**What is required:**
Search the records for the string "warn", and show each line where it appears.

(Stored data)
───

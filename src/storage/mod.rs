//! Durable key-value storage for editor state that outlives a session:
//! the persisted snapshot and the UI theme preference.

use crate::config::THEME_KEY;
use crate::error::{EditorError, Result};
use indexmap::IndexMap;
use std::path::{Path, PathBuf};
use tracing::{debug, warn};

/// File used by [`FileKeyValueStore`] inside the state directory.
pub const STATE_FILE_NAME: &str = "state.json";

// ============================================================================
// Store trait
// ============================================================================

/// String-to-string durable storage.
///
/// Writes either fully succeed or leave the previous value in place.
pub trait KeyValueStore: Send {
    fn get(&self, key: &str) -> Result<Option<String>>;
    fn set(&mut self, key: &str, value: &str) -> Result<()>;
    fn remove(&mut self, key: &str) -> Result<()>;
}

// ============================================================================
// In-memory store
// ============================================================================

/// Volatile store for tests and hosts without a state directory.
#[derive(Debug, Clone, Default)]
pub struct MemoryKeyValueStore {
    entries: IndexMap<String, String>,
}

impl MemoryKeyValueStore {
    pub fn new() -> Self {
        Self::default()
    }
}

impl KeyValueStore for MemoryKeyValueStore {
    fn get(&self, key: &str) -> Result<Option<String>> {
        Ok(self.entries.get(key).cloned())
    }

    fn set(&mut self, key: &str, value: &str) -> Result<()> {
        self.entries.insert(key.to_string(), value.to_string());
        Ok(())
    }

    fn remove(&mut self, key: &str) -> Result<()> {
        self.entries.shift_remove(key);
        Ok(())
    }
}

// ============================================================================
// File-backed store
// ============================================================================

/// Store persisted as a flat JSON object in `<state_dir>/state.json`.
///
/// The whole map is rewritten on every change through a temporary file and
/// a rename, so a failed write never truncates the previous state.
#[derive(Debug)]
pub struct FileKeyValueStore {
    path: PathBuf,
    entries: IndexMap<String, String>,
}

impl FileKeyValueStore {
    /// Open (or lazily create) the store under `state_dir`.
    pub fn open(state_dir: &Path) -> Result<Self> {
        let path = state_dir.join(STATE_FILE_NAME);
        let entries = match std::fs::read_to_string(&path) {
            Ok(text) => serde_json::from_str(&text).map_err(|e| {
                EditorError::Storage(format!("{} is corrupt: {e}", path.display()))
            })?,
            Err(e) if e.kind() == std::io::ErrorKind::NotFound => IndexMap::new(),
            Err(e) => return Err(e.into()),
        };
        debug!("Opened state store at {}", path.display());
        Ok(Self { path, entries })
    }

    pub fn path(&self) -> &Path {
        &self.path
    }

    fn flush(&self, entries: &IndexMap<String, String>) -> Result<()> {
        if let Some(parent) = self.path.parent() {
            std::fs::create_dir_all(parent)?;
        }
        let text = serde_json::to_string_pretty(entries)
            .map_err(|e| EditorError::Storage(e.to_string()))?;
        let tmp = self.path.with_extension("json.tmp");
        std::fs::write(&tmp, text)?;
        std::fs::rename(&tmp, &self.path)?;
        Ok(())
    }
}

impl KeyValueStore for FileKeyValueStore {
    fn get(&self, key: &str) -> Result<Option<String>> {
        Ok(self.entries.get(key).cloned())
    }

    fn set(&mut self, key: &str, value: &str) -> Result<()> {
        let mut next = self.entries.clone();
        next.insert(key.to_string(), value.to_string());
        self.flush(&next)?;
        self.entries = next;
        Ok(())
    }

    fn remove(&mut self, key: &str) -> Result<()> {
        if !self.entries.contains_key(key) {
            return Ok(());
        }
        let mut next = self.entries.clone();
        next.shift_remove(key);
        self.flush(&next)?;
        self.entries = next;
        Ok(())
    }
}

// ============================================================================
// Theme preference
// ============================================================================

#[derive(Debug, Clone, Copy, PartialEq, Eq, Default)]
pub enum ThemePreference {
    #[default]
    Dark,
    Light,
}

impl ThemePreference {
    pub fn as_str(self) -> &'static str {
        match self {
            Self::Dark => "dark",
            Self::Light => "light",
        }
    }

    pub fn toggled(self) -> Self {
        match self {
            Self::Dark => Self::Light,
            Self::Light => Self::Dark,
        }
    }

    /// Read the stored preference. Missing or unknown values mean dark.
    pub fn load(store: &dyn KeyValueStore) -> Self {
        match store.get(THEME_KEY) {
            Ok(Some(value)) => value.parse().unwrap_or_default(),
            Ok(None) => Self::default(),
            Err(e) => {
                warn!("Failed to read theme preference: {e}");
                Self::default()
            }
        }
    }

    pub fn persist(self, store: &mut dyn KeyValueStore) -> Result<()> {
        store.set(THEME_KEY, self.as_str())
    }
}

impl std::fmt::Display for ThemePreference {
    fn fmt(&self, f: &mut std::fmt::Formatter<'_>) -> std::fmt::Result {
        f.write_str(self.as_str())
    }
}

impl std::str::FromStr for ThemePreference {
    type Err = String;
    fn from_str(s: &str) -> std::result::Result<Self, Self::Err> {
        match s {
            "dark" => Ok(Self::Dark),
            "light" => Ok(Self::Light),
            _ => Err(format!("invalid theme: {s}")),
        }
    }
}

───

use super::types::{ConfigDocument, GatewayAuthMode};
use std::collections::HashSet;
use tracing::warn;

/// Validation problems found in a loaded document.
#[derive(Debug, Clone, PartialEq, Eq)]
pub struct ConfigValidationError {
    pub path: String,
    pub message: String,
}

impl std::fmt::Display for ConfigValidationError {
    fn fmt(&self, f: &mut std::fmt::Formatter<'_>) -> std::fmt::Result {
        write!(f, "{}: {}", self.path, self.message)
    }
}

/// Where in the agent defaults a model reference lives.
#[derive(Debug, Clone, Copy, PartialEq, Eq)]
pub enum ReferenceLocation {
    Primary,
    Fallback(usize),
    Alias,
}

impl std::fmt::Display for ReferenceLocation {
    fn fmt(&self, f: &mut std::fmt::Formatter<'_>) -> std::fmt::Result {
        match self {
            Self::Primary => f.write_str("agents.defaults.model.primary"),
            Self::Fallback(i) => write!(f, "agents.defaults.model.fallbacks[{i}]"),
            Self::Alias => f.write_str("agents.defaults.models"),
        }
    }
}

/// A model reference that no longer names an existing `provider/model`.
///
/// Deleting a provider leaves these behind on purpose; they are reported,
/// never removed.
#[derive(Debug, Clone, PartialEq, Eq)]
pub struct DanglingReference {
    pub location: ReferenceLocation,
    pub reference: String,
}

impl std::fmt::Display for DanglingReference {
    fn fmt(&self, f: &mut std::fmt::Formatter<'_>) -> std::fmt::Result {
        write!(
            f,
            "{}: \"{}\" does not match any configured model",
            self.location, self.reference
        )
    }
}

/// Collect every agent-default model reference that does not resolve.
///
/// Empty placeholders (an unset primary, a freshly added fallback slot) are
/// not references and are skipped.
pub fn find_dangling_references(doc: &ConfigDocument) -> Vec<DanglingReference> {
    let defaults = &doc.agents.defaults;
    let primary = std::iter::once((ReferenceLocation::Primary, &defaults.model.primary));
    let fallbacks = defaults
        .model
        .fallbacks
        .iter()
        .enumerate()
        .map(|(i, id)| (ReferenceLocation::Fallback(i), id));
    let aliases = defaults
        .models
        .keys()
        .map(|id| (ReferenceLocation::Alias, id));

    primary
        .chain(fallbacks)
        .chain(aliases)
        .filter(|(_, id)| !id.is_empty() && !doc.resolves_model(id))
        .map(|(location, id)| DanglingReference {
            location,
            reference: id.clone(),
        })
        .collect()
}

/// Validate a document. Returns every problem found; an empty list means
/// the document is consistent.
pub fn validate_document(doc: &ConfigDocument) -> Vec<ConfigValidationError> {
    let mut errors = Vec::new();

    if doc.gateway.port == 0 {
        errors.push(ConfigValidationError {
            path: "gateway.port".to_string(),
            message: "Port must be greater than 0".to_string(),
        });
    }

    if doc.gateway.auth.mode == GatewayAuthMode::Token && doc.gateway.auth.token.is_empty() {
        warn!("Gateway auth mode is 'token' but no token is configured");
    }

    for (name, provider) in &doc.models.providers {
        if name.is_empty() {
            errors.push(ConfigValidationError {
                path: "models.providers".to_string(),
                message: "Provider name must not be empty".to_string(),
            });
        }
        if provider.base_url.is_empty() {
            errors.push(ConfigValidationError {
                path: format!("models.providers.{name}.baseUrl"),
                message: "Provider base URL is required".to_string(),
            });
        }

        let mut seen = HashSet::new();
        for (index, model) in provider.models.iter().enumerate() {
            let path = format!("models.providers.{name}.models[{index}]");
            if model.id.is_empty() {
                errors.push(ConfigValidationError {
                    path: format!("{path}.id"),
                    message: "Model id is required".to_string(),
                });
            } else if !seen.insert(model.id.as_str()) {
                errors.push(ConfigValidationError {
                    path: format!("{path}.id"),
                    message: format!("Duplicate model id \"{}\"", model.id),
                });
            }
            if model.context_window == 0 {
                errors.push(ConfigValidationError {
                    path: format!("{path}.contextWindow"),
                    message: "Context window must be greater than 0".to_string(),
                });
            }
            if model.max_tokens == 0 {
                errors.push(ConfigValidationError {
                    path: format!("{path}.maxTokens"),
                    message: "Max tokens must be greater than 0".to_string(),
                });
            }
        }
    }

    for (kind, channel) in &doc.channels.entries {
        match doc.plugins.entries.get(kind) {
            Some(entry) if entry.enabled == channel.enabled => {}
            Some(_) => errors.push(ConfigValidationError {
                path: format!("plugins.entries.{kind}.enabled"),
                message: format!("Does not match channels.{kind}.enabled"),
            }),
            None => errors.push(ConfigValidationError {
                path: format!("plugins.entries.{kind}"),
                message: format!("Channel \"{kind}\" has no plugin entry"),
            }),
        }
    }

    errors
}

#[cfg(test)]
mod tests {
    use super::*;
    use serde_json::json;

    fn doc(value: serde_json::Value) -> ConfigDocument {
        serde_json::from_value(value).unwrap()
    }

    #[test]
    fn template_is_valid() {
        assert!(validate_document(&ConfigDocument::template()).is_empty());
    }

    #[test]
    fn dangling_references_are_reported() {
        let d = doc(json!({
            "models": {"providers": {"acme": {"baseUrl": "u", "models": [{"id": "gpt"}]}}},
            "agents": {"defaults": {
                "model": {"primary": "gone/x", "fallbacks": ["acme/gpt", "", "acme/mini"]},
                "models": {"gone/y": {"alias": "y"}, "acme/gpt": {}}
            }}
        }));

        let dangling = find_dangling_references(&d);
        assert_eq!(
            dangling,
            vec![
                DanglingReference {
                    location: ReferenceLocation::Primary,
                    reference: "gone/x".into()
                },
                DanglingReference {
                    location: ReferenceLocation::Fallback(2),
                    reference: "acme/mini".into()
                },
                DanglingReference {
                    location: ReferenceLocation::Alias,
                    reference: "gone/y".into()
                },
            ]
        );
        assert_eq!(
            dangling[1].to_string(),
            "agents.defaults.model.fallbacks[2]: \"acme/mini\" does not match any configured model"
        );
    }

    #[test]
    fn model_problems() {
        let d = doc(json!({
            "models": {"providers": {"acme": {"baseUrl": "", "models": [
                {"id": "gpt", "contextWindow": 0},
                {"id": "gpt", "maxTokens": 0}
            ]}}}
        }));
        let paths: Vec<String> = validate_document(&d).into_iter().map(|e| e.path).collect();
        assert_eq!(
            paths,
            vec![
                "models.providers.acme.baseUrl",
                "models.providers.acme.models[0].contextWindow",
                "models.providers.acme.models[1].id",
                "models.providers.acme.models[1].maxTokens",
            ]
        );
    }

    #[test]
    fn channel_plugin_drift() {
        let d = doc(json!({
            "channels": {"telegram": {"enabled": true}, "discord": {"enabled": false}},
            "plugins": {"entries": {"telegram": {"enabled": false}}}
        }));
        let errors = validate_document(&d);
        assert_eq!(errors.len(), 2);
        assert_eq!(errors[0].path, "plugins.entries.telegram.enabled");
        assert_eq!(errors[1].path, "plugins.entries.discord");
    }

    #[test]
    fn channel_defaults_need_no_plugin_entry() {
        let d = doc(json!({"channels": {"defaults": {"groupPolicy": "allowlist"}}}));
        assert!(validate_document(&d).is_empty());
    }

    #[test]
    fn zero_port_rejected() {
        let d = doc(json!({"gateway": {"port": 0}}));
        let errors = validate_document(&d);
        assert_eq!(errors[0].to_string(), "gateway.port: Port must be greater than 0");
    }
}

───

**Solution to this exercise:**
use tracing::{debug, warn};
                warn!("Failed to read theme preference: {e}");
use tracing::warn;
        warn!("Gateway auth mode is 'token' but no token is configured");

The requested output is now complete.